### Work to complete
Print the data below exactly, but only the lines from the one containing "day-set should the" down to the one containing "match first (case-insensitive)", inclusive.

(Dataset entries)
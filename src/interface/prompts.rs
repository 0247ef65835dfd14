use dialoguer::{Confirm, Input, Select};
use strsim::jaro_winkler;

use crate::error::Result;
use crate::models::{DaySet, Meal, Variety};

/// Prompt for the weekly variety level.
pub fn prompt_variety() -> Result<Variety> {
    let options: Vec<String> = Variety::ALL
        .iter()
        .map(|v| format!("{} ({} distinct days)", v.name(), v.day_target()))
        .collect();

    let selection = Select::new()
        .with_prompt("How much variety across the week?")
        .items(&options)
        .default(2) // some
        .interact()?;

    Ok(Variety::ALL[selection])
}

/// Prompt to pick one of the candidate day-sets.
pub fn prompt_day_set_choice(sets: &[DaySet]) -> Result<usize> {
    let options: Vec<String> = sets
        .iter()
        .enumerate()
        .map(|(i, set)| {
            format!(
                "Set {} - {} days, {} distinct first meals",
                i + 1,
                set.len(),
                set.slot_zero_variety()
            )
        })
        .collect();

    let selection = Select::new()
        .with_prompt("Which day-set should the week use?")
        .items(&options)
        .default(0)
        .interact()?;

    Ok(selection)
}

/// Prompt for meal names to restrict the pool to, with fuzzy matching.
///
/// Empty input finishes; an empty result means "use the whole pool".
pub fn prompt_meal_filter(pool_meals: &[&Meal]) -> Result<Vec<String>> {
    let mut picked = Vec::new();

    loop {
        let input: String = Input::new()
            .with_prompt("Restrict to a meal by name (or press Enter to finish)")
            .allow_empty(true)
            .interact_text()?;

        let input = input.trim();
        if input.is_empty() {
            break;
        }

        // Exact match first (case-insensitive)
        let exact = pool_meals
            .iter()
            .find(|m| m.name.to_lowercase() == input.to_lowercase());

        if let Some(meal) = exact {
            picked.push(meal.name.clone());
            println!("Added: {}", meal.name);
            continue;
        }

        // Fuzzy fallback
        let mut candidates: Vec<(&Meal, f64)> = pool_meals
            .iter()
            .map(|m| (*m, jaro_winkler(&m.name.to_lowercase(), &input.to_lowercase())))
            .filter(|(_, score)| *score > 0.7)
            .collect();

        candidates.sort_by(|a, b| b.1.partial_cmp(&a.1).unwrap_or(std::cmp::Ordering::Equal));

        if candidates.is_empty() {
            println!("No matching meal found for '{}'", input);
            continue;
        }

        if candidates.len() == 1 {
            let meal = candidates[0].0;
            let confirm = Confirm::new()
                .with_prompt(format!("Did you mean '{}'?", meal.name))
                .default(true)
                .interact()?;

            if confirm {
                picked.push(meal.name.clone());
                println!("Added: {}", meal.name);
            }
        } else {
            let options: Vec<String> = candidates
                .iter()
                .take(5)
                .map(|(m, _)| m.name.clone())
                .collect();

            let mut selection_options = options.clone();
            selection_options.push("None of these".to_string());

            let selection = Select::new()
                .with_prompt("Which did you mean?")
                .items(&selection_options)
                .default(0)
                .interact()?;

            if selection < options.len() {
                picked.push(options[selection].clone());
                println!("Added: {}", options[selection]);
            }
        }
    }

    Ok(picked)
}

/// Prompt for yes/no confirmation.
pub fn prompt_yes_no(prompt: &str, default: bool) -> Result<bool> {
    Ok(Confirm::new()
        .with_prompt(prompt)
        .default(default)
        .interact()?)
}
use crate::error::{PlanError, Result};
use crate::models::MealCategory;

/// Slot indices a meal of the given category may occupy for a day of
/// `meals_per_day` slots.
///
/// This table is the constraint kernel everything downstream depends on:
/// a breakfast meal never lands in a dinner slot, versatile and unset meals
/// go anywhere. Only 1-4 meals per day are supported.
pub fn allowed_slots(category: MealCategory, meals_per_day: u8) -> Result<Vec<usize>> {
    use MealCategory::*;

    let slots = match meals_per_day {
        1 => vec![0],
        2 => match category {
            Breakfast => vec![0],
            Lunch => vec![0, 1],
            Dinner => vec![1],
            Versatile | Unset => vec![0, 1],
        },
        3 => match category {
            Breakfast => vec![0],
            Lunch => vec![1, 2],
            Dinner => vec![1, 2],
            Versatile | Unset => vec![0, 1, 2],
        },
        4 => match category {
            Breakfast => vec![0, 1],
            Lunch => vec![1, 2],
            Dinner => vec![2, 3],
            Versatile | Unset => vec![0, 1, 2, 3],
        },
        other => return Err(PlanError::InvalidMealsPerDay(other)),
    };

    Ok(slots)
}

#[cfg(test)]
mod tests {
    use super::*;
    use MealCategory::*;

    #[test]
    fn test_single_slot_day() {
        for category in [Breakfast, Lunch, Dinner, Versatile, Unset] {
            assert_eq!(allowed_slots(category, 1).unwrap(), vec![0]);
        }
    }

    #[test]
    fn test_two_slot_day() {
        assert_eq!(allowed_slots(Breakfast, 2).unwrap(), vec![0]);
        assert_eq!(allowed_slots(Lunch, 2).unwrap(), vec![0, 1]);
        assert_eq!(allowed_slots(Dinner, 2).unwrap(), vec![1]);
        assert_eq!(allowed_slots(Versatile, 2).unwrap(), vec![0, 1]);
        assert_eq!(allowed_slots(Unset, 2).unwrap(), vec![0, 1]);
    }

    #[test]
    fn test_three_slot_day() {
        assert_eq!(allowed_slots(Breakfast, 3).unwrap(), vec![0]);
        assert_eq!(allowed_slots(Lunch, 3).unwrap(), vec![1, 2]);
        assert_eq!(allowed_slots(Dinner, 3).unwrap(), vec![1, 2]);
        assert_eq!(allowed_slots(Versatile, 3).unwrap(), vec![0, 1, 2]);
    }

    #[test]
    fn test_four_slot_day() {
        assert_eq!(allowed_slots(Breakfast, 4).unwrap(), vec![0, 1]);
        assert_eq!(allowed_slots(Lunch, 4).unwrap(), vec![1, 2]);
        assert_eq!(allowed_slots(Dinner, 4).unwrap(), vec![2, 3]);
        assert_eq!(allowed_slots(Unset, 4).unwrap(), vec![0, 1, 2, 3]);
    }

    #[test]
    fn test_unsupported_meal_counts() {
        assert!(matches!(
            allowed_slots(Lunch, 0),
            Err(PlanError::InvalidMealsPerDay(0))
        ));
        assert!(matches!(
            allowed_slots(Lunch, 5),
            Err(PlanError::InvalidMealsPerDay(5))
        ));
    }

    #[test]
    fn test_every_category_has_a_slot() {
        for meals_per_day in 1..=4 {
            for category in [Breakfast, Lunch, Dinner, Versatile, Unset] {
                let slots = allowed_slots(category, meals_per_day).unwrap();
                assert!(!slots.is_empty());
                assert!(slots.iter().all(|&s| s < meals_per_day as usize));
            }
        }
    }
}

### Exercise result
        .with_prompt("Which day-set should the week use?")
        .items(&options)
        .default(0)
        .interact()?;

    Ok(selection)
}

/// Prompt for meal names to restrict the pool to, with fuzzy matching.
///
/// Empty input finishes; an empty result means "use the whole pool".
pub fn prompt_meal_filter(pool_meals: &[&Meal]) -> Result<Vec<String>> {
    let mut picked = Vec::new();

    loop {
        let input: String = Input::new()
            .with_prompt("Restrict to a meal by name (or press Enter to finish)")
            .allow_empty(true)
            .interact_text()?;

        let input = input.trim();
        if input.is_empty() {
            break;
        }

        // Exact match first (case-insensitive)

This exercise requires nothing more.